> [Work request]:
Set down exactly the lines below, starting at the one that contains "use triageapp::metadata::FileInfo;" and ending at the one that contains "pub(super) fn print_status(status: &TaskStatus)", with both of those lines included and nothing else.

[Excerpts from a dataset]
····················
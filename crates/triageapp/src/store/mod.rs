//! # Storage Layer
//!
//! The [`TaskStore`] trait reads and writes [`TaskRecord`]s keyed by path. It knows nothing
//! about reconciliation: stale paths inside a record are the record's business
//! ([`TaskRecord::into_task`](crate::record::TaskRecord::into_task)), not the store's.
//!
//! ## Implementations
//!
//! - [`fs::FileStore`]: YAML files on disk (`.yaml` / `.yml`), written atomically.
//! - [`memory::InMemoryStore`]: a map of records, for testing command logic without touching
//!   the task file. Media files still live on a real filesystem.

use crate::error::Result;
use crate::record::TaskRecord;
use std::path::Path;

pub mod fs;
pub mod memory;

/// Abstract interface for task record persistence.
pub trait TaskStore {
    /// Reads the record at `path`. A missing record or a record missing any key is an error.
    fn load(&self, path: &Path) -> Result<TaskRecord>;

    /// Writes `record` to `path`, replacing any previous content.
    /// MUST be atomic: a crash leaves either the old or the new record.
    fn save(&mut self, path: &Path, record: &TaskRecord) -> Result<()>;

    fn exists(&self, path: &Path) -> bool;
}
····················
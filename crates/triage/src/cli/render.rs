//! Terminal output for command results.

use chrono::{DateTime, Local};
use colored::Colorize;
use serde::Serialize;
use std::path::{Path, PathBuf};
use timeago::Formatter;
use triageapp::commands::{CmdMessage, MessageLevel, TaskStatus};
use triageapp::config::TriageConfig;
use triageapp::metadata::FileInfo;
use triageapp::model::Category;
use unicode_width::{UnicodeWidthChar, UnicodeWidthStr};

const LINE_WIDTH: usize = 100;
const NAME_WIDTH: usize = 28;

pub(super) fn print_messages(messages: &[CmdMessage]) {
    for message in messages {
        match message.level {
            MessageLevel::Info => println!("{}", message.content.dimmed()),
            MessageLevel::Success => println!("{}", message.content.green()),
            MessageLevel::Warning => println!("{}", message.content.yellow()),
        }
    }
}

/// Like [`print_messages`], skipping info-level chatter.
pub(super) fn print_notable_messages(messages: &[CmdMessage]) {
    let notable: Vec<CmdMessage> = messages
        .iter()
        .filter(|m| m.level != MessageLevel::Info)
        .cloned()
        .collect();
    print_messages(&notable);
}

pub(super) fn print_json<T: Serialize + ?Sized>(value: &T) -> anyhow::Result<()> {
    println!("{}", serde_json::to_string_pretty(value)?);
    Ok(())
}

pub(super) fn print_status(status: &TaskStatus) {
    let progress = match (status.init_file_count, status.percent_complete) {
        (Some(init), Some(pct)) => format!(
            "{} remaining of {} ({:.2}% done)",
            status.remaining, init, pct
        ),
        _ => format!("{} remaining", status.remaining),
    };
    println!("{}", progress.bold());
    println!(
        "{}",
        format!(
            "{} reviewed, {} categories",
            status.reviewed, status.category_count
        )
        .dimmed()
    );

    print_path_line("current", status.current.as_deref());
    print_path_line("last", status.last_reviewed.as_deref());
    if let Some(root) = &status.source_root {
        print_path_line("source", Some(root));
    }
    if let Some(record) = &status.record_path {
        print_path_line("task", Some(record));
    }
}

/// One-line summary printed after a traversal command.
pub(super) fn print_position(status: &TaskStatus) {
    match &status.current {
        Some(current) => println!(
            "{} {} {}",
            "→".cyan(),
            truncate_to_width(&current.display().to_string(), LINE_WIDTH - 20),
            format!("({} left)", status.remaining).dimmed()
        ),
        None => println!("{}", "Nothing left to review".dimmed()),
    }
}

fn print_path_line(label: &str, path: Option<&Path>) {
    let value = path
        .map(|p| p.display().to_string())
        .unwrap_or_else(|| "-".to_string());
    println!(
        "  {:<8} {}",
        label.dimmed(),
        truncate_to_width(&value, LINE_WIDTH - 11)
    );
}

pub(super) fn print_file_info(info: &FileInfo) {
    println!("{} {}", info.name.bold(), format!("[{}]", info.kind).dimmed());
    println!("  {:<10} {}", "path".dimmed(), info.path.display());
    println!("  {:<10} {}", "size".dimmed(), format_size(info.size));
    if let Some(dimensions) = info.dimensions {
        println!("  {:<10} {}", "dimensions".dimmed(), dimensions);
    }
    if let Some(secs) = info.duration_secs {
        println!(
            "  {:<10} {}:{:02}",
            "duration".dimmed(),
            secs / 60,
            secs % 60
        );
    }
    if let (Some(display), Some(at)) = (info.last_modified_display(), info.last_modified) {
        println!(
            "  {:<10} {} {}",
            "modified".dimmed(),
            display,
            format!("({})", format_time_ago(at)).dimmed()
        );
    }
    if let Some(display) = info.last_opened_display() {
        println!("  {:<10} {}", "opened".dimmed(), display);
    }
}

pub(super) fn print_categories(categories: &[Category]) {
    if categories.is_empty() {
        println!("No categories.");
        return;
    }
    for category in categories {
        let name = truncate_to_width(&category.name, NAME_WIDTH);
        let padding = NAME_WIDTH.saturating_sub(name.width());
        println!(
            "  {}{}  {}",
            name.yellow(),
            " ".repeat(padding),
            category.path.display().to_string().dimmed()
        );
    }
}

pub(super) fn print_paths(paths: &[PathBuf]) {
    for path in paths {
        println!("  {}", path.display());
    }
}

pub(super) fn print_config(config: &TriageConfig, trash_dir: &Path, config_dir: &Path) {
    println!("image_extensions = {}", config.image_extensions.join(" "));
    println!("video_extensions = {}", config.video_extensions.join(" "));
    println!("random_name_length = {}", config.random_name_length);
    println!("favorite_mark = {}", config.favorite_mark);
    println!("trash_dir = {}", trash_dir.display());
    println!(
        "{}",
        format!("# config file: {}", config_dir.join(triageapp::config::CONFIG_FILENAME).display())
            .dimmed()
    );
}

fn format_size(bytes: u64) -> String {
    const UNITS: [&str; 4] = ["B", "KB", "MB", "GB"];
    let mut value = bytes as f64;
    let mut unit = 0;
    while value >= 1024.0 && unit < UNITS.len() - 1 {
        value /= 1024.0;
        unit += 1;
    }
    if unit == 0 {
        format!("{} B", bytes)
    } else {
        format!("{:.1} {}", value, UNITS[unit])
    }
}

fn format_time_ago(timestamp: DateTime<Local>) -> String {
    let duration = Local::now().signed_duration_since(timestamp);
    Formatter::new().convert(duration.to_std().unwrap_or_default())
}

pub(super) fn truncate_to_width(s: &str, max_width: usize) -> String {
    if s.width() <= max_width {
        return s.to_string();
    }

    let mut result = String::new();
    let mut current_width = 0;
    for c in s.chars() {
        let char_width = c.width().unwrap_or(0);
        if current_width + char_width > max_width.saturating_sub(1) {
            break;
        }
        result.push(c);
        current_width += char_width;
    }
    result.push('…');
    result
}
····················
> [Response box]:
use triageapp::metadata::FileInfo;
use triageapp::model::Category;
use unicode_width::{UnicodeWidthChar, UnicodeWidthStr};

const LINE_WIDTH: usize = 100;
const NAME_WIDTH: usize = 28;

pub(super) fn print_messages(messages: &[CmdMessage]) {
    for message in messages {
        match message.level {
            MessageLevel::Info => println!("{}", message.content.dimmed()),
            MessageLevel::Success => println!("{}", message.content.green()),
            MessageLevel::Warning => println!("{}", message.content.yellow()),
        }
    }
}

/// Like [`print_messages`], skipping info-level chatter.
pub(super) fn print_notable_messages(messages: &[CmdMessage]) {
    let notable: Vec<CmdMessage> = messages
        .iter()
        .filter(|m| m.level != MessageLevel::Info)
        .cloned()
        .collect();
    print_messages(&notable);
}

pub(super) fn print_json<T: Serialize + ?Sized>(value: &T) -> anyhow::Result<()> {
    println!("{}", serde_json::to_string_pretty(value)?);
    Ok(())
}

pub(super) fn print_status(status: &TaskStatus) {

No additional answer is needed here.